Grasim Industries Ltd, whose shares have seen 4 per cent earnings downgrade, since December quarter results, could post the biggest growth in profits among the Nifty constituents. If one goes by what Motilal Oswal says, the diversified player may log 80 per cent YoY growth in profit in the March quarter, the highest in the Nifty pack.
This is even as it expects Grasim's revenue is estimated to decline 3 per cent YoY. In its latest note, Motilal Oswal Securities said viscose staple fibre (VSF) volume is estimated to increase 5 per cent YoY, while realisation is estimated to decline 6 per cent YoY.
"Chemical segment volume is estimated to increase 6 per cent YoY, while realisation could decline by 20 per cent YoY. We expect the company’s Ebitda to increase 20 per cent YoY and Ebitda margin to improve 1.6 percentage points YoY to 8 per cent. Adjusted PAT is estimated to grow 80 per cent YoY," it said.

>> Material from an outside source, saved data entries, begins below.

use crate::cli::{Cli, Commands};
use anyhow::{Context, Result};
use std::io::{self, Write};
use std::path::{Path, PathBuf};
use std::process;
use std::sync::Arc;
use stereoscoper::config::Config;
use stereoscoper::engine::{self, JobParams, Processor, format_eta};
use stereoscoper::logging::{self, LogOptions, LogSink};
use stereoscoper::ui;

fn load_config() -> Config {
    Config::load().unwrap_or_else(|e| {
        eprintln!("Warning: {:#}", e);
        eprintln!("Using built-in defaults.");
        Config::default()
    })
}

fn init_logging(options: LogOptions) {
    if let Err(e) = logging::init(options) {
        eprintln!("Warning: {:#}", e);
    }
}

/// Locate the engine and apply the configured fallback policy
fn build_processor(config: &Config) -> Result<Processor> {
    let locator = config.engine_locator();
    Ok(Processor::new(locator.as_ref())?.with_configs(config.encode_configs()))
}

pub fn run(cli: Cli) {
    match cli.command {
        // Before load_config, which would create the file itself
        Some(Commands::InitConfig) => handle_init_config(),
        Some(Commands::CheckFfmpeg) => {
            let config = load_config();
            init_logging(console_and_file(&config));
            handle_check_ffmpeg(&config);
        }
        Some(Commands::Probe { file }) => {
            let config = load_config();
            init_logging(console_and_file(&config));
            handle_probe(&config, &file);
        }
        None => {
            let config = load_config();
            init_logging(console_and_file(&config));

            // clap guarantees both paths when no subcommand is given
            let (Some(input), Some(output)) = (cli.input_path, cli.output_path) else {
                eprintln!("Error: --input_path and --output_path are required");
                process::exit(2);
            };
            let params = JobParams::new(input, output, cli.ipd.unwrap_or(config.defaults.ipd_mm));

            if cli.dry_run {
                handle_dry_run(&config, &params);
            } else {
                handle_process(&config, &params);
            }
        }
    }
}

fn console_and_file(config: &Config) -> LogOptions {
    LogOptions {
        file: Some(config.logging.file.clone()),
        console: true,
        sink: None,
    }
}

/// No arguments: open the form
pub fn run_interactive() {
    let config = load_config();

    let (sink, log_rx) = LogSink::channel();
    init_logging(LogOptions {
        file: Some(config.logging.file.clone()),
        console: false,
        sink: Some(sink),
    });

    // Engine lookup happens before the terminal is taken over
    let processor = match build_processor(&config) {
        Ok(p) => Arc::new(p),
        Err(e) => {
            eprintln!("Error: {:#}", e);
            process::exit(1);
        }
    };

    if let Err(e) = ui::run_ui(processor, &config, log_rx) {
        eprintln!("Error running UI: {}", e);
        process::exit(1);
    }
}

fn handle_process(config: &Config, params: &JobParams) {
    let result = build_processor(config).and_then(|processor| {
        let mut on_progress = |p: engine::EncodeProgress| {
            print!(
                "\rProgress: {:5.1}% | Frame {} | FPS {} | Speed {} | ETA {}   ",
                p.progress_pct,
                p.frame,
                p.fps.map(|f| format!("{:.1}", f)).unwrap_or_else(|| "-".to_string()),
                p.speed.map(|s| format!("{:.2}x", s)).unwrap_or_else(|| "-".to_string()),
                format_eta(p.eta_seconds)
            );
            let _ = io::stdout().flush();
        };
        let report = processor.process(params, &mut on_progress)?;
        println!();
        Ok(report)
    });

    match result {
        Ok(report) => {
            println!("Output video: {}", report.output_path.display());
            println!("Metadata: {}", report.sidecar_path.display());
            println!(
                "Encoder: {} ({:.2} minutes)",
                report.config,
                report.elapsed.as_secs_f64() / 60.0
            );
        }
        Err(e) => {
            println!();
            eprintln!("Error: {:#}", e);
            process::exit(1);
        }
    }
}

fn handle_dry_run(config: &Config, params: &JobParams) {
    let result = build_processor(config)
        .and_then(|processor| processor.dry_run(params).context("Dry run failed"));

    match result {
        Ok(commands) => {
            println!(
                "Dry run: {} encode command(s), tried in order",
                commands.len()
            );
            for cmd in &commands {
                println!("{}", engine::format_command(cmd));
            }
        }
        Err(e) => {
            eprintln!("Error: {:#}", e);
            process::exit(1);
        }
    }
}

fn handle_check_ffmpeg(config: &Config) {
    let engine = match build_processor(config) {
        Ok(processor) => processor.engine().clone(),
        Err(e) => {
            eprintln!("Error: {:#}", e);
            process::exit(1);
        }
    };

    println!("ffmpeg found: {}", engine.path().display());
    match engine.version() {
        Ok(version) => println!("{}", version),
        Err(e) => {
            eprintln!("Error: {:#}", e);
            process::exit(1);
        }
    }
}

fn handle_probe(config: &Config, file: &Path) {
    let processor = match build_processor(config) {
        Ok(p) => p,
        Err(e) => {
            eprintln!("Error: {:#}", e);
            process::exit(1);
        }
    };

    if !file.is_file() {
        eprintln!("Error: {:#}", engine::StereoError::InputNotFound(file.to_path_buf()));
        process::exit(1);
    }

    let report = processor.probe(file);
    println!(
        "Streams: front {} back {}{}",
        report.streams.front,
        report.streams.back,
        if report.streams.detected {
            ""
        } else {
            " (defaults)"
        }
    );
    match report.duration_s {
        Some(d) => println!("Duration: {:.2} seconds", d),
        None => println!("Duration: unknown"),
    }
    match report.fps {
        Some(fps) => println!("Frame rate: {:.3} fps", fps),
        None => println!("Frame rate: unknown"),
    }
    if let Some(frames) = report.total_frames() {
        println!("Frames: ~{}", frames);
    }
}

fn handle_init_config() {
    let path: Option<PathBuf> = Config::config_path().ok();
    let exists = path.as_ref().is_some_and(|p| p.exists());

    match Config::load() {
        Ok(cfg) => {
            match &path {
                Some(p) if exists => println!("Config loaded successfully from {}", p.display()),
                Some(p) => println!("Default config created at {}", p.display()),
                None => println!("Config loaded, but config path unknown"),
            }
            println!("{:#?}", cfg);
        }
        Err(e) => {
            println!("Config missing or invalid: {:#}", e);
            println!("Creating default config...");

            if let Err(err) = Config::default().save() {
                eprintln!("Failed to save default config: {:#}", err);
                process::exit(1);
            }
            match &path {
                Some(p) => println!("Default config saved to {}", p.display()),
                None => println!("Default config saved (path unknown)"),
            }
        }
    }
}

Grasim is a producer of viscose, diversified chemicals, linen yarn and fabrics producer in India. Through its subsidiaries, it is a key cement player. The Aditya Birla Group company recently entered paints segment with a brand name 'Birla Opus'.
Motilal Oswal sees Grasim's Q4 profit at Rs 168.30 crore, up 80 per cent. Sales are seen at Rs 6,430 crore. For now, it has a 'Buy' rating on the stock with a target of Rs 2,650.
The Grasim stock has an average target price of Rs 2,452, as per publicly available data with Trendlyne. This average target price suggests an 8 per cent potential upside.
Kotak Institutional Equities sees Q4 profit for Grasim Industries at Rs 152.80 crore, up 63.4 per cent YoY. Sales for the quarter is seen dropping 7.2 per cent YoY to Rs 6,168.50 crore. Ebitda margin is seen coming in at 7.7 per cent against
"We model a marginal 1.2 per cent YoY volume decrease in VSF operations on a subdued demand environment and 8.3 per cent YoY volume increase in the chemical operations on gradual demand improvement," it said. This brokerage has reduced rating on the stock with a target of Rs 2,135,
On a standalone basis, realisations in VSF and chemicals remain under pressure, said Nuvama. "Furthermore, losses from new business segments of B2B ecommerce and paints shall hamper overall margins of the company," it said. This brokerage expects Grasim's standalone adjusted profit to come in flattish at Rs 93.10 crore. It sees standalone sales falling 9.3 per cent YoY o Rs 6,027.60 crore. This brokerage has a 'Hold' rating on Grasim Industries.